I’ve been thinking about this a lot. Don’t get me wrong, Celiac disease sucks, but I think there are a few good things that can come of it. Today, I’m trying to look on the bright side.
First, my diet is much better. Many whole foods are naturally gluten free – fruits, vegetables, many cheeses, and meats. Now, this causes a burden in that I must cook these foods and consistently find new recipes or ways to cook them. But they are cheap, healthy, and easy to cook. I do get bored with food. I have certain stand by recipes that I use ALL the time. But I also have magazines that come every month that have new fabulous recipes. I can convert most minimally gluten recipes into gluten free recipes and we have a new menu plan. On the whole, I would say my diet is better without gluten than it ever was with gluten.

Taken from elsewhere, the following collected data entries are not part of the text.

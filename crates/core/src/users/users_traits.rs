use crate::errors::Result;
use crate::users::users_model::{
    KycRecord, KycStatus, KycSubmission, NewUser, ProfileUpdate, User, UserCredentials,
};
use async_trait::async_trait;

/// Trait for user repository operations
#[async_trait]
pub trait UserRepositoryTrait: Send + Sync {
    fn get_by_id(&self, user_id: &str) -> Result<User>;
    fn find_by_email(&self, email: &str) -> Result<Option<User>>;
    fn get_credentials(&self, email: &str) -> Result<Option<UserCredentials>>;
    async fn create(&self, new_user: NewUser) -> Result<User>;
    async fn update_profile(&self, user_id: &str, update: ProfileUpdate) -> Result<User>;
    fn get_kyc(&self, user_id: &str) -> Result<Option<KycRecord>>;
    /// Stores the dossier and moves the user to `PENDING` in one transaction.
    /// `ConstraintViolation` unless the stored status still accepts a submission.
    async fn save_kyc_submission(
        &self,
        user_id: &str,
        submission: KycSubmission,
    ) -> Result<KycRecord>;
    /// Records a review outcome on both the dossier and the user.
    /// `ConstraintViolation` unless the dossier is still `PENDING`.
    async fn set_kyc_status(
        &self,
        user_id: &str,
        status: KycStatus,
        note: Option<String>,
    ) -> Result<KycRecord>;
}

/// Trait for user service operations
#[async_trait]
pub trait UserServiceTrait: Send + Sync {
    async fn register(&self, new_user: NewUser) -> Result<User>;
    fn get_user(&self, user_id: &str) -> Result<User>;
    fn find_credentials(&self, email: &str) -> Result<Option<UserCredentials>>;
    async fn update_profile(&self, user_id: &str, update: ProfileUpdate) -> Result<User>;
    fn get_kyc(&self, user_id: &str) -> Result<Option<KycRecord>>;
    async fn submit_kyc(&self, user_id: &str, submission: KycSubmission) -> Result<KycRecord>;
    async fn review_kyc(
        &self,
        reviewer_id: &str,
        user_id: &str,
        approve: bool,
        note: Option<String>,
    ) -> Result<KycRecord>;
    /// Loads the user and fails unless it is an admin.
    fn require_admin(&self, user_id: &str) -> Result<User>;
}
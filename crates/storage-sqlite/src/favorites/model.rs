use chrono::NaiveDateTime;
use diesel::prelude::*;
use propvest_core::favorites::Favorite;
use serde::{Deserialize, Serialize};

#[derive(
    Queryable, Identifiable, Insertable, Selectable, PartialEq, Serialize, Deserialize, Debug, Clone,
)]
#[diesel(primary_key(user_id, property_id))]
#[diesel(table_name = crate::schema::favorites)]
#[diesel(check_for_backend(diesel::sqlite::Sqlite))]
#[serde(rename_all = "camelCase")]
pub struct FavoriteDB {
    pub user_id: String,
    pub property_id: String,
    pub created_at: NaiveDateTime,
}

impl From<FavoriteDB> for Favorite {
    fn from(db: FavoriteDB) -> Self {
        Favorite {
            user_id: db.user_id,
            property_id: db.property_id,
            created_at: db.created_at,
        }
    }
}
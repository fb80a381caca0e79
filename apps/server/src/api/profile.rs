use std::sync::Arc;

use crate::{auth::AuthUser, error::ApiResult, main_lib::AppState};
use axum::{extract::State, routing::get, Extension, Json, Router};
use propvest_core::users::{ProfileUpdate, User};

async fn get_me(
    State(state): State<Arc<AppState>>,
    Extension(AuthUser(user_id)): Extension<AuthUser>,
) -> ApiResult<Json<User>> {
    Ok(Json(state.user_service.get_user(&user_id)?))
}

async fn update_me(
    State(state): State<Arc<AppState>>,
    Extension(AuthUser(user_id)): Extension<AuthUser>,
    Json(update): Json<ProfileUpdate>,
) -> ApiResult<Json<User>> {
    let user = state.user_service.update_profile(&user_id, update).await?;
    Ok(Json(user))
}

pub fn router() -> Router<Arc<AppState>> {
    Router::new().route("/auth/me", get(get_me).put(update_me))
}
use std::{net::SocketAddr, time::Duration};

use anyhow::Context;

pub struct Config {
    pub listen_addr: SocketAddr,
    pub db_path: String,
    pub cors_allow: Vec<String>,
    pub request_timeout: Duration,
    /// Raw `PV_JWT_SECRET`; a random key is generated when unset.
    pub jwt_secret: Option<String>,
    pub access_token_ttl: Duration,
    pub admin_emails: Vec<String>,
}

fn var_or(name: &str, default: &str) -> String {
    std::env::var(name).unwrap_or_else(|_| default.to_string())
}

fn comma_list(raw: &str) -> Vec<String> {
    raw.split(',')
        .map(|s| s.trim().to_string())
        .filter(|s| !s.is_empty())
        .collect()
}

/// Upper bound for `PV_ACCESS_TOKEN_TTL_MINUTES`: one year.
const MAX_TOKEN_TTL_MINUTES: u64 = 60 * 24 * 365;

fn token_ttl(minutes: u64) -> anyhow::Result<Duration> {
    if minutes == 0 {
        anyhow::bail!("PV_ACCESS_TOKEN_TTL_MINUTES must be greater than zero");
    }
    if minutes > MAX_TOKEN_TTL_MINUTES {
        anyhow::bail!(
            "PV_ACCESS_TOKEN_TTL_MINUTES must be at most {}",
            MAX_TOKEN_TTL_MINUTES
        );
    }
    let secs = minutes
        .checked_mul(60)
        .context("PV_ACCESS_TOKEN_TTL_MINUTES is too large")?;
    Ok(Duration::from_secs(secs))
}

impl Config {
    pub fn from_env() -> anyhow::Result<Self> {
        dotenvy::dotenv().ok();
        let listen_addr: SocketAddr = var_or("PV_LISTEN_ADDR", "0.0.0.0:8080")
            .parse()
            .context("Invalid PV_LISTEN_ADDR")?;
        let db_path = var_or("PV_DB_PATH", "./db/app.db");
        let cors_allow = comma_list(&var_or("PV_CORS_ALLOW_ORIGINS", "*"));
        let timeout_ms: u64 = var_or("PV_REQUEST_TIMEOUT_MS", "30000")
            .parse()
            .context("Invalid PV_REQUEST_TIMEOUT_MS")?;
        let ttl_minutes: u64 = var_or("PV_ACCESS_TOKEN_TTL_MINUTES", "60")
            .parse()
            .context("Invalid PV_ACCESS_TOKEN_TTL_MINUTES")?;
        let access_token_ttl = token_ttl(ttl_minutes)?;
        let jwt_secret = std::env::var("PV_JWT_SECRET")
            .ok()
            .filter(|s| !s.trim().is_empty());
        let admin_emails = comma_list(&var_or("PV_ADMIN_EMAILS", ""));
        Ok(Self {
            listen_addr,
            db_path,
            cors_allow,
            request_timeout: Duration::from_millis(timeout_ms),
            jwt_secret,
            access_token_ttl,
            admin_emails,
        })
    }
}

I will also say that my diet before my Celiac diagnosis was probably gluten-lite. I didn’t eat sandwiches, pasta, or pizza. My downfall was Asian food – Chinese, Japanese, Sushi, Vietnamese – anything with soy sauce. As we all know, soy sauce is a big no-no, but tamari (gluten free soy sauce) has been a life saver. I’ve converted a few of Asian recipes or just found gluten free recipes for my favorites. So, here again, I’m not using MSG or too much sugar in my cooking. I know what is going in and what I’m putting in my body.
Second, gluten free is cheaper! It is much harder and significantly more expensive to eat crappy food on a gluten free diet. When a super pack of double stuffed Oreos cost about $5.00 and a pack of gluten free cookies half the size costs the same, its easy to leave the cookies on the shelf. I have to cook breakfast at home that costs pennies to make because I can’t run through McDonalds for a quick biscuit.
I don’t use many gluten free substitutes for regular gluten foods. Like I said above, I didn’t eat a lot of heavily gluten foods, so the transition was not terribly difficult. I do probably spend $50 per month total on gluten free substitutes – english muffins have been my favorite lately and gf pizza at home for pizza night with my family. I do have a package of Glutino gluten free sandwich cookies, but those will last a week or more for me.
To get really cheap, I miss the nights where I could throw a $1 box of pasta and a $2 jar of sauce in a pot and call it a meal. Now, I will make the family that meal, but we will add Italian Sausage with sauteed peppers and onions for me and a salad instead. The sausage, peppers, and onions aren’t quite as cheap, as the pasta, but it’s safe for me!!
Finally, having Celiac develops character – it demonstrates how strong, tactful, and resilient we all are. I have to be strong to take care of myself. Nobody else is going to help me on my journey to health. Nobody is going to take the gluten food out of my hands to stop me from hurting myself- although a long time ago in a weak moment people that love me have taken gluten food out of my hands. I have to stand up for what I need. I have to sometimes put myself first and say, no, I cannot eat there can we please try a different restaurant so I can eat too. I have to be vocal about what I need. I have to be able to explain in difficult social situations that I cannot eat what someone has provided, but it isn’t a snub to them but about what is safe for me.
There are lots of ways Celiac sucks and I can list them all here without even thinking about it. It is always in our faces and always something we have to think about all the time. Sometimes its nice to think about how things are better and how Celiac can improve our lives. While it isn’t perfect all the time, we have to live in this world with this disease. We can look at it as a burden or we can just deal with it. Today, I’m just dealing with it and trying to look on the bright side.
One thought on “Grateful for Celiac”
I was diagnosed with coeliac disease at 45 years old, after suffering from abdominal bloating and discomfort pretty much my whole life. At that time gluten free foods were not common on supermarket shelves and available bread was disgusting. As I started to feel better, I wished I’d been diagnosed earlier and I adapted. I believe being a coeliac makes me more adaptable and also very disciplined with my diet. Lucky for us coeliacs, there is so much more awareness in restaurants and food outlets about food allergies and intolerances and our food choices now are endless. I do crave crusty French bread, but maybe one day I’ll be able to eat it, who knows whats in store for vaccines and treatment options.